__What this task involves__
Show all lines of the listing that hold the word "PingSequence".

__Working data__

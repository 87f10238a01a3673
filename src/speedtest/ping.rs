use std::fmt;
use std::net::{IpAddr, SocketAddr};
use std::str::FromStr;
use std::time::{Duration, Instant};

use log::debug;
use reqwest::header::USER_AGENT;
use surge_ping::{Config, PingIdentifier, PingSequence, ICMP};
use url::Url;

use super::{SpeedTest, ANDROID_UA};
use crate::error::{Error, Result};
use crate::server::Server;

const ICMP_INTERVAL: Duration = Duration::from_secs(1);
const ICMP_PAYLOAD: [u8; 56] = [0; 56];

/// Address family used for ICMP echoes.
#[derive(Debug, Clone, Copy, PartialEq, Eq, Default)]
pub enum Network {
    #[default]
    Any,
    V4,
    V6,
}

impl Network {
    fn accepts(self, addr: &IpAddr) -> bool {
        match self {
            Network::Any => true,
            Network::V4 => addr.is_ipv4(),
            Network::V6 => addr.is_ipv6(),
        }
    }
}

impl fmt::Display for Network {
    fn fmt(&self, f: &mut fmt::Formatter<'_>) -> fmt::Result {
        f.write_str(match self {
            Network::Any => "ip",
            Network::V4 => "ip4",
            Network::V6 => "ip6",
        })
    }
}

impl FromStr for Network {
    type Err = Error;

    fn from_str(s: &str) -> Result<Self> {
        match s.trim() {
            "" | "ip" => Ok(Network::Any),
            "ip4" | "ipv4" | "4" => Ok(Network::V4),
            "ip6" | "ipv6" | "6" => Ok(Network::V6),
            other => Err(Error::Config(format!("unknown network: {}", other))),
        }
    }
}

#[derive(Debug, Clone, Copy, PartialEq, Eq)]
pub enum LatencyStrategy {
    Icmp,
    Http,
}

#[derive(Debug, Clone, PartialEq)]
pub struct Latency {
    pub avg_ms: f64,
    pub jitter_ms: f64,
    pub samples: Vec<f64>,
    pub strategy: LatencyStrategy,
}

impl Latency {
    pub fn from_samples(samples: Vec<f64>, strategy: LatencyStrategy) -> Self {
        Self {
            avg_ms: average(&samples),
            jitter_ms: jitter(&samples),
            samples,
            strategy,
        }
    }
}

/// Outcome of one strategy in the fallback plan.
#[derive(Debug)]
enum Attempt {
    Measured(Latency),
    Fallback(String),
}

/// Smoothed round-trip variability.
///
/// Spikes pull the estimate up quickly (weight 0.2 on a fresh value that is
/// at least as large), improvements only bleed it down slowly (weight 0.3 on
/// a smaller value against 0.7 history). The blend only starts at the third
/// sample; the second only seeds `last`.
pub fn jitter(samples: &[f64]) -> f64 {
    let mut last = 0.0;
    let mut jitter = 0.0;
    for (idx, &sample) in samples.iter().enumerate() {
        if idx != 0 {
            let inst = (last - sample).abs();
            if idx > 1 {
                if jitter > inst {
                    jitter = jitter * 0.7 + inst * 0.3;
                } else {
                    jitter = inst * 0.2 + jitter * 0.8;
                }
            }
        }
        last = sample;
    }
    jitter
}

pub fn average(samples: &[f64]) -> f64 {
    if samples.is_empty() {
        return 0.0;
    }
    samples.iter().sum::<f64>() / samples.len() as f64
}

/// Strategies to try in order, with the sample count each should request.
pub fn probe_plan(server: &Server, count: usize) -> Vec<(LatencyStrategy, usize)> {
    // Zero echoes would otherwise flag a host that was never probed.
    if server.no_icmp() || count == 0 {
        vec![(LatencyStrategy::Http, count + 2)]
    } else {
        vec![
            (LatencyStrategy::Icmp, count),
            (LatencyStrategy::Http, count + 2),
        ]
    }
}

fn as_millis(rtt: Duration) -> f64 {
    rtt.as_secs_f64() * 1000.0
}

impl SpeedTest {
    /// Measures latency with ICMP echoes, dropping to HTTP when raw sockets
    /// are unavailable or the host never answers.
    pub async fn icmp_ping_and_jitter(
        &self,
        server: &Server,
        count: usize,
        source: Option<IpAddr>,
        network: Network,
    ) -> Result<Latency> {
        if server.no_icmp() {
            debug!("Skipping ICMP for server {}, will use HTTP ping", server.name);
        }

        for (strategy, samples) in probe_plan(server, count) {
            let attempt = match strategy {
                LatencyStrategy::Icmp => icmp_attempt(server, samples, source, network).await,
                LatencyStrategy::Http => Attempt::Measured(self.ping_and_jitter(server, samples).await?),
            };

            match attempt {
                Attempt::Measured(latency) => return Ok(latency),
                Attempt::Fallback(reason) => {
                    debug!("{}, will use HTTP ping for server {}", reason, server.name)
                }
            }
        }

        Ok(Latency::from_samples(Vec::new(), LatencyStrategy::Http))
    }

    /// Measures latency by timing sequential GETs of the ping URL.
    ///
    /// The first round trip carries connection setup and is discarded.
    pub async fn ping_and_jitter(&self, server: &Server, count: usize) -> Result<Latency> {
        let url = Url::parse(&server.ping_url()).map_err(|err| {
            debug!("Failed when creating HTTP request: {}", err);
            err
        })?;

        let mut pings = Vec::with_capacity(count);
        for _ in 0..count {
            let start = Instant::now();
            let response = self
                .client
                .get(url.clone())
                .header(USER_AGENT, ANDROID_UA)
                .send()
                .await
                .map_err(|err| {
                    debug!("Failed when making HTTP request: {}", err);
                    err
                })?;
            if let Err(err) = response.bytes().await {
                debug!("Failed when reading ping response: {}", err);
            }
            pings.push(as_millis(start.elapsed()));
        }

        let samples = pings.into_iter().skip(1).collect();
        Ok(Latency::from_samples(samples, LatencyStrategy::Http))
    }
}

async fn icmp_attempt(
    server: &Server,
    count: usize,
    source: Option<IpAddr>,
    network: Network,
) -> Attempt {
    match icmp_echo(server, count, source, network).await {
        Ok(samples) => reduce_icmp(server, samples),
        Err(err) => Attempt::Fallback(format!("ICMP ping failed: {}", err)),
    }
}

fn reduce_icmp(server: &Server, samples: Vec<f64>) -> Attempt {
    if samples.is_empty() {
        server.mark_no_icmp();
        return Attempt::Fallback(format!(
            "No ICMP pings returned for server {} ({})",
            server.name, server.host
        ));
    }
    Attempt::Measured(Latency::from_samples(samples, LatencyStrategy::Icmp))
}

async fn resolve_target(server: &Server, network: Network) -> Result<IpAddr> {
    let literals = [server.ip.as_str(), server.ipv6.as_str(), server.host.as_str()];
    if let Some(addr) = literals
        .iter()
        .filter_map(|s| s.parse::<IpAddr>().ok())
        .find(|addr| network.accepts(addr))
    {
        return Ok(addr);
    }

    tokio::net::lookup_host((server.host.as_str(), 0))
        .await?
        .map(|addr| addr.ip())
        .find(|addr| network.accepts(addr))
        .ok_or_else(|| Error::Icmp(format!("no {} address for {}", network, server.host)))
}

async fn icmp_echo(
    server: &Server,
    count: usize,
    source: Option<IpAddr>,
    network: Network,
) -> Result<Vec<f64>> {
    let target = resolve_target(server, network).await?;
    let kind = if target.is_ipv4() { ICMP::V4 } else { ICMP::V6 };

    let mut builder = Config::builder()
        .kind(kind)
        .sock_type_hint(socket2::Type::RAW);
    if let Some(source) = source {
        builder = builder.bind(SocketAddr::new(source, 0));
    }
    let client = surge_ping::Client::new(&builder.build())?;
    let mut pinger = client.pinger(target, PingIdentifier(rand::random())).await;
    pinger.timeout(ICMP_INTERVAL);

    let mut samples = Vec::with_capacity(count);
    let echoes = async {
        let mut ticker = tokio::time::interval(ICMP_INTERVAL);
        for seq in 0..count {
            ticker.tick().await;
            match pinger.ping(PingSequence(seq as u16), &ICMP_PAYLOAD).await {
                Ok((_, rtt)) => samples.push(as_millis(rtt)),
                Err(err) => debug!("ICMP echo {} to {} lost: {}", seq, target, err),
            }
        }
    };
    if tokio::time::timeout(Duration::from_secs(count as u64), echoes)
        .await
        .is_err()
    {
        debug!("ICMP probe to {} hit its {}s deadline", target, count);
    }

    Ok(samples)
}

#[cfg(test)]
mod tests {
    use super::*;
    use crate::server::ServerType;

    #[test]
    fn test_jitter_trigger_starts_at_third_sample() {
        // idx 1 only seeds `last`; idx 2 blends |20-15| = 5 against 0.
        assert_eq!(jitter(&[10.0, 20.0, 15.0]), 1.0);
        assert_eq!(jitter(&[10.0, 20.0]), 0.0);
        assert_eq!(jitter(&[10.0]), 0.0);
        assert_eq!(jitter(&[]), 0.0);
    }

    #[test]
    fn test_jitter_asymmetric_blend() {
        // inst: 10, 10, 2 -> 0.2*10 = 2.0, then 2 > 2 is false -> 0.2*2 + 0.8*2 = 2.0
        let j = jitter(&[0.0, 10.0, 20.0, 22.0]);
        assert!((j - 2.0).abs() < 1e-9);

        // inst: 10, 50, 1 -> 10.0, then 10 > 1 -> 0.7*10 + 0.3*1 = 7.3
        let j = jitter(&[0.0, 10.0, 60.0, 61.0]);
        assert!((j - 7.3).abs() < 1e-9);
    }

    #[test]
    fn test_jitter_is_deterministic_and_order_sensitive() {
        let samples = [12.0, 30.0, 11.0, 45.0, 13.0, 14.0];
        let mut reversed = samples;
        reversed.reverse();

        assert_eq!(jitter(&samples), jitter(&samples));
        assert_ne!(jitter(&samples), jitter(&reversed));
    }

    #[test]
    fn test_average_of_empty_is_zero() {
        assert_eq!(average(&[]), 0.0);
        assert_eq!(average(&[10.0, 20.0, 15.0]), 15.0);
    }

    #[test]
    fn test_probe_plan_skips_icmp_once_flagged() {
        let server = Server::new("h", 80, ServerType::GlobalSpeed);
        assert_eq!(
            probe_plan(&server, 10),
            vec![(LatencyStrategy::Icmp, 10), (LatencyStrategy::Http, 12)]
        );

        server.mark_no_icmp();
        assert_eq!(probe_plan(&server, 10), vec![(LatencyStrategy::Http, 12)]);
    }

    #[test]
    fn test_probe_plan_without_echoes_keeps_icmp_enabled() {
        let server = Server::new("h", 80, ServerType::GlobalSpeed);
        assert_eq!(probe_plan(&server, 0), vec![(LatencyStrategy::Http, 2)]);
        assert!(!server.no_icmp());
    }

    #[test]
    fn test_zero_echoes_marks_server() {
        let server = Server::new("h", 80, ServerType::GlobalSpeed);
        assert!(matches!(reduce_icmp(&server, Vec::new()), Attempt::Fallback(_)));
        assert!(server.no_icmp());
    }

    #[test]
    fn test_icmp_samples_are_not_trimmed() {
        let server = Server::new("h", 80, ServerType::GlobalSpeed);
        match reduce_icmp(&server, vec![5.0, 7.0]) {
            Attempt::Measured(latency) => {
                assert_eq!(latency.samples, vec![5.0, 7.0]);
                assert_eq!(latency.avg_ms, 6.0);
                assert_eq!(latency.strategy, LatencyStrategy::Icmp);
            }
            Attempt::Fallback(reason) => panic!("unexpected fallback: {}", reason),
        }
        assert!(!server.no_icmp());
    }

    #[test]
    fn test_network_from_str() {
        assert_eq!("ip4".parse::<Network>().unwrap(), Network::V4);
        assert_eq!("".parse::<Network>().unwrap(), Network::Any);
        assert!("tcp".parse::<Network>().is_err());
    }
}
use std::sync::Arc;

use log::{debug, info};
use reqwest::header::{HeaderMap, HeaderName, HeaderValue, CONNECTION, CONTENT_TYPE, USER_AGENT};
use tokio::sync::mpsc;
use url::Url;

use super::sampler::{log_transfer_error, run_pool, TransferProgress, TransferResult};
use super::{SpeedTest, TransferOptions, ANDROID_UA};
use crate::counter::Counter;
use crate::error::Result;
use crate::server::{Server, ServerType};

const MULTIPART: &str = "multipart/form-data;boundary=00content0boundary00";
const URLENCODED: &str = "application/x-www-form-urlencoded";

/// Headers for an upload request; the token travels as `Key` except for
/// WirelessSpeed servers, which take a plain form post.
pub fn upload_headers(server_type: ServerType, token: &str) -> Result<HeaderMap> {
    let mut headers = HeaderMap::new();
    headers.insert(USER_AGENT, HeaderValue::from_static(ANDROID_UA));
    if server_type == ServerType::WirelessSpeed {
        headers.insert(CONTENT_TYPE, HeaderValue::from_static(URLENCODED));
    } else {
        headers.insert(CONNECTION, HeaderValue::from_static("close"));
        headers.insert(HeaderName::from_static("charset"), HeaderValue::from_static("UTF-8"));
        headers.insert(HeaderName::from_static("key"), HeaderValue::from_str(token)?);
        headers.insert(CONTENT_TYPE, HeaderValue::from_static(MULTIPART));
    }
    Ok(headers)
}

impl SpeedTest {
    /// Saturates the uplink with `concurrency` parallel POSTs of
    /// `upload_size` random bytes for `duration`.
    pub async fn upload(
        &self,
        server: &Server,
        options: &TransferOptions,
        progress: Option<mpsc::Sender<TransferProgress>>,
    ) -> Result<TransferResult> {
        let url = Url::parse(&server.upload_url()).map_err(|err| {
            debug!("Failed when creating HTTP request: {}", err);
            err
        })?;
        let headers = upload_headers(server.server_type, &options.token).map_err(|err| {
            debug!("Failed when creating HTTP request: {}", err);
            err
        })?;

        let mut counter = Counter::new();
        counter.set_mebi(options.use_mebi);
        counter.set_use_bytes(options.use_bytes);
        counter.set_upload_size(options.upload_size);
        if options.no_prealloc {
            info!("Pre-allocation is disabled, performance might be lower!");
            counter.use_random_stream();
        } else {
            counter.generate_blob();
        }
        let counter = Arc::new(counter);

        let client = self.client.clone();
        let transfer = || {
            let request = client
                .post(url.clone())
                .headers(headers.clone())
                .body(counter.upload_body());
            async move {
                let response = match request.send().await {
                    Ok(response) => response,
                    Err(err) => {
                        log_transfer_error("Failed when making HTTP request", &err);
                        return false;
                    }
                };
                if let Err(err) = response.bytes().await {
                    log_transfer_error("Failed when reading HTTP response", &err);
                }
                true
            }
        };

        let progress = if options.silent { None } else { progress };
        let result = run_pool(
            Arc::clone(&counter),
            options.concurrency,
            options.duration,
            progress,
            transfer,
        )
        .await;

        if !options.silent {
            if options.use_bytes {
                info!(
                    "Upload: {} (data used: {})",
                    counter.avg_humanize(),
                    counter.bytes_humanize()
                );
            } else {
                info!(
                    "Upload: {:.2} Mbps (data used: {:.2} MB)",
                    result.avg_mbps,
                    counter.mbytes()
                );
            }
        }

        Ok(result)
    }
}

__Problem solution__
use surge_ping::{Config, PingIdentifier, PingSequence, ICMP};
            match pinger.ping(PingSequence(seq as u16), &ICMP_PAYLOAD).await {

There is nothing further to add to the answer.